## THE TASK
Nothing in the records should change; write them all out again.

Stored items
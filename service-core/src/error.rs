use crate::genai::ProviderError;
use axum::{
    Json,
    http::StatusCode,
    response::{IntoResponse, Response},
};
use serde::Serialize;
use thiserror::Error;

#[derive(Debug, Error)]
pub enum AppError {
    #[error("Bad request: {0}")]
    BadRequest(anyhow::Error),

    #[error("Too many requests: {0}")]
    TooManyRequests(String),

    #[error("Internal server error: {0}")]
    InternalError(#[from] anyhow::Error),

    #[error("Bad Gateway: {0}")]
    BadGateway(String),

    #[error("Configuration error: {0}")]
    ConfigError(anyhow::Error),
}

impl AppError {
    /// Shorthand for a 400 carrying a plain message.
    pub fn bad_request(message: impl Into<String>) -> Self {
        AppError::BadRequest(anyhow::anyhow!(message.into()))
    }
}

impl From<config::ConfigError> for AppError {
    fn from(err: config::ConfigError) -> Self {
        AppError::ConfigError(anyhow::Error::new(err))
    }
}

impl From<std::io::Error> for AppError {
    fn from(err: std::io::Error) -> Self {
        AppError::InternalError(anyhow::Error::new(err))
    }
}

impl From<ProviderError> for AppError {
    fn from(err: ProviderError) -> Self {
        match err {
            ProviderError::RateLimited => {
                AppError::TooManyRequests("Upstream model is rate limited".to_string())
            }
            other => AppError::BadGateway(other.to_string()),
        }
    }
}

impl IntoResponse for AppError {
    fn into_response(self) -> Response {
        #[derive(Serialize)]
        struct ErrorResponse {
            error: String,
            #[serde(skip_serializing_if = "Option::is_none")]
            details: Option<String>,
        }

        let (status, error_message, details) = match self {
            AppError::BadRequest(err) => (StatusCode::BAD_REQUEST, err.to_string(), None),
            AppError::TooManyRequests(msg) => (StatusCode::TOO_MANY_REQUESTS, msg, None),
            AppError::InternalError(err) => (
                StatusCode::INTERNAL_SERVER_ERROR,
                "Internal server error".to_string(),
                Some(format!("{:#}", err)),
            ),
            AppError::BadGateway(msg) => {
                (StatusCode::BAD_GATEWAY, format!("Bad Gateway: {}", msg), None)
            }
            AppError::ConfigError(err) => (
                StatusCode::INTERNAL_SERVER_ERROR,
                "Configuration error".to_string(),
                Some(err.to_string()),
            ),
        };

        (
            status,
            Json(ErrorResponse {
                error: error_message,
                details,
            }),
        )
            .into_response()
    }
}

## EXPECTED ANSWER
filename service-core/src/error.rs
use crate::genai::ProviderError;
use axum::{
    Json,
    http::StatusCode,
    response::{IntoResponse, Response},
};
use serde::Serialize;
use thiserror::Error;

#[derive(Debug, Error)]
pub enum AppError {
    #[error("Bad request: {0}")]
    BadRequest(anyhow::Error),

    #[error("Too many requests: {0}")]
    TooManyRequests(String),

    #[error("Internal server error: {0}")]
    InternalError(#[from] anyhow::Error),

    #[error("Bad Gateway: {0}")]
    BadGateway(String),

    #[error("Configuration error: {0}")]
    ConfigError(anyhow::Error),
}

impl AppError {
    /// Shorthand for a 400 carrying a plain message.
    pub fn bad_request(message: impl Into<String>) -> Self {
        AppError::BadRequest(anyhow::anyhow!(message.into()))
    }
}

impl From<config::ConfigError> for AppError {
    fn from(err: config::ConfigError) -> Self {
        AppError::ConfigError(anyhow::Error::new(err))
    }
}

impl From<std::io::Error> for AppError {
    fn from(err: std::io::Error) -> Self {
        AppError::InternalError(anyhow::Error::new(err))
    }
}

impl From<ProviderError> for AppError {
    fn from(err: ProviderError) -> Self {
        match err {
            ProviderError::RateLimited => {
                AppError::TooManyRequests("Upstream model is rate limited".to_string())
            }
            other => AppError::BadGateway(other.to_string()),
        }
    }
}

impl IntoResponse for AppError {
    fn into_response(self) -> Response {
        #[derive(Serialize)]
        struct ErrorResponse {
            error: String,
            #[serde(skip_serializing_if = "Option::is_none")]
            details: Option<String>,
        }

        let (status, error_message, details) = match self {
            AppError::BadRequest(err) => (StatusCode::BAD_REQUEST, err.to_string(), None),
            AppError::TooManyRequests(msg) => (StatusCode::TOO_MANY_REQUESTS, msg, None),
            AppError::InternalError(err) => (
                StatusCode::INTERNAL_SERVER_ERROR,
                "Internal server error".to_string(),
                Some(format!("{:#}", err)),
            ),
            AppError::BadGateway(msg) => {
                (StatusCode::BAD_GATEWAY, format!("Bad Gateway: {}", msg), None)
            }
            AppError::ConfigError(err) => (
                StatusCode::INTERNAL_SERVER_ERROR,
                "Configuration error".to_string(),
                Some(err.to_string()),
            ),
        };

        (
            status,
            Json(ErrorResponse {
                error: error_message,
                details,
            }),
        )
            .into_response()
    }
}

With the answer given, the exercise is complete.